HOW TO COMPLETE THIS TASK :: Find every line in the material below with the string "tags" and state how many there are, with no other text.

[PROVIDED INFORMATION]

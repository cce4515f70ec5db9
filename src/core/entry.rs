//! Knowledge entry model
//!
//! A [`KnowledgeEntry`] is the canonical record for one identifiable program:
//! who publishes it, which executables belong to it, how risky it is to keep
//! running and what disabling it does.

use std::fmt;
use std::str::FromStr;

use chrono::{DateTime, Utc};
use serde::{Deserialize, Serialize};

use crate::error::{LensError, Result};

/// Program classification.
#[derive(Debug, Clone, Copy, Default, PartialEq, Eq, Hash, Serialize, Deserialize)]
#[serde(rename_all = "snake_case")]
pub enum Category {
    System,
    Security,
    Driver,
    Updater,
    CloudSync,
    Communication,
    Media,
    Gaming,
    Productivity,
    Development,
    Utility,
    Browser,
    Bloatware,
    #[default]
    Other,
}

impl Category {
    pub const ALL: [Self; 14] = [
        Self::System,
        Self::Security,
        Self::Driver,
        Self::Updater,
        Self::CloudSync,
        Self::Communication,
        Self::Media,
        Self::Gaming,
        Self::Productivity,
        Self::Development,
        Self::Utility,
        Self::Browser,
        Self::Bloatware,
        Self::Other,
    ];

    #[must_use]
    pub const fn as_str(&self) -> &'static str {
        match self {
            Self::System => "system",
            Self::Security => "security",
            Self::Driver => "driver",
            Self::Updater => "updater",
            Self::CloudSync => "cloud_sync",
            Self::Communication => "communication",
            Self::Media => "media",
            Self::Gaming => "gaming",
            Self::Productivity => "productivity",
            Self::Development => "development",
            Self::Utility => "utility",
            Self::Browser => "browser",
            Self::Bloatware => "bloatware",
            Self::Other => "other",
        }
    }
}

impl fmt::Display for Category {
    fn fmt(&self, f: &mut fmt::Formatter<'_>) -> fmt::Result {
        f.write_str(self.as_str())
    }
}

impl FromStr for Category {
    type Err = LensError;

    fn from_str(value: &str) -> Result<Self> {
        let key = enum_key(value);
        Self::ALL
            .into_iter()
            .find(|category| category.as_str() == key)
            .ok_or_else(|| {
                LensError::ValidationFailed(format!("unknown category '{value}'"))
            })
    }
}

/// How safe it is to leave the program running (or to turn it off).
#[derive(Debug, Clone, Copy, Default, PartialEq, Eq, Hash, Serialize, Deserialize)]
#[serde(rename_all = "snake_case")]
pub enum SafetyLevel {
    /// Required for the OS or hardware to work
    Critical,
    /// Strongly recommended to keep
    Important,
    /// Harmless either way
    Optional,
    /// Can be disabled at startup without losing functionality
    SafeToDisable,
    /// Adware, bundled trials, known nuisances
    Unwanted,
    #[default]
    Unknown,
}

impl SafetyLevel {
    pub const ALL: [Self; 6] = [
        Self::Critical,
        Self::Important,
        Self::Optional,
        Self::SafeToDisable,
        Self::Unwanted,
        Self::Unknown,
    ];

    #[must_use]
    pub const fn as_str(&self) -> &'static str {
        match self {
            Self::Critical => "critical",
            Self::Important => "important",
            Self::Optional => "optional",
            Self::SafeToDisable => "safe_to_disable",
            Self::Unwanted => "unwanted",
            Self::Unknown => "unknown",
        }
    }
}

impl fmt::Display for SafetyLevel {
    fn fmt(&self, f: &mut fmt::Formatter<'_>) -> fmt::Result {
        f.write_str(self.as_str())
    }
}

impl FromStr for SafetyLevel {
    type Err = LensError;

    fn from_str(value: &str) -> Result<Self> {
        let key = enum_key(value);
        Self::ALL
            .into_iter()
            .find(|level| level.as_str() == key)
            .ok_or_else(|| {
                LensError::ValidationFailed(format!("unknown safety level '{value}'"))
            })
    }
}

fn enum_key(value: &str) -> String {
    value.trim().to_ascii_lowercase().replace(['-', ' '], "_")
}

/// Canonical record describing one identifiable program.
///
/// `aliases`, `executable_names` and `tags` are free-text blobs (usually
/// `;` or `,` separated) and are matched by substring, not by token.
#[derive(Debug, Clone, PartialEq, Serialize, Deserialize)]
pub struct KnowledgeEntry {
    /// Store-assigned id, `0` until persisted
    #[serde(default)]
    pub id: i64,
    pub name: String,
    #[serde(default, skip_serializing_if = "Option::is_none")]
    pub aliases: Option<String>,
    #[serde(default, skip_serializing_if = "Option::is_none")]
    pub publisher: Option<String>,
    #[serde(default, skip_serializing_if = "Option::is_none")]
    pub executable_names: Option<String>,
    #[serde(default)]
    pub category: Category,
    #[serde(default)]
    pub safety_level: SafetyLevel,
    pub short_description: String,
    #[serde(default, skip_serializing_if = "Option::is_none")]
    pub full_description: Option<String>,
    #[serde(default, skip_serializing_if = "Option::is_none")]
    pub disable_impact: Option<String>,
    #[serde(default, skip_serializing_if = "Option::is_none")]
    pub performance_impact: Option<String>,
    #[serde(default, skip_serializing_if = "Option::is_none")]
    pub recommendation: Option<String>,
    #[serde(default, skip_serializing_if = "Option::is_none")]
    pub info_url: Option<String>,
    #[serde(default, skip_serializing_if = "Option::is_none")]
    pub tags: Option<String>,
    #[serde(default = "Utc::now")]
    pub last_updated: DateTime<Utc>,
}

impl KnowledgeEntry {
    /// New, unpersisted entry with the two required fields set.
    pub fn new(name: impl Into<String>, short_description: impl Into<String>) -> Self {
        Self {
            id: 0,
            name: name.into(),
            aliases: None,
            publisher: None,
            executable_names: None,
            category: Category::default(),
            safety_level: SafetyLevel::default(),
            short_description: short_description.into(),
            full_description: None,
            disable_impact: None,
            performance_impact: None,
            recommendation: None,
            info_url: None,
            tags: None,
            last_updated: Utc::now(),
        }
    }

    #[must_use]
    pub const fn is_persisted(&self) -> bool {
        self.id > 0
    }

    /// Check the invariants every persisted entry must hold.
    pub fn validate(&self) -> Result<()> {
        if self.name.trim().is_empty() {
            return Err(LensError::ValidationFailed("name must not be empty".to_string()));
        }
        if self.short_description.trim().is_empty() {
            return Err(LensError::ValidationFailed(format!(
                "short description must not be empty (entry '{}')",
                self.name
            )));
        }
        if self.id < 0 {
            return Err(LensError::ValidationFailed(format!(
                "negative id {} for entry '{}'",
                self.id, self.name
            )));
        }
        Ok(())
    }

    #[must_use]
    pub fn with_aliases(mut self, aliases: impl Into<String>) -> Self {
        self.aliases = Some(aliases.into());
        self
    }

    #[must_use]
    pub fn with_publisher(mut self, publisher: impl Into<String>) -> Self {
        self.publisher = Some(publisher.into());
        self
    }

    #[must_use]
    pub fn with_executables(mut self, executables: impl Into<String>) -> Self {
        self.executable_names = Some(executables.into());
        self
    }

    #[must_use]
    pub const fn with_category(mut self, category: Category) -> Self {
        self.category = category;
        self
    }

    #[must_use]
    pub const fn with_safety(mut self, safety_level: SafetyLevel) -> Self {
        self.safety_level = safety_level;
        self
    }

    #[must_use]
    pub fn with_tags(mut self, tags: impl Into<String>) -> Self {
        self.tags = Some(tags.into());
        self
    }
}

[/PROVIDED INFORMATION]

RESPONSE :: 5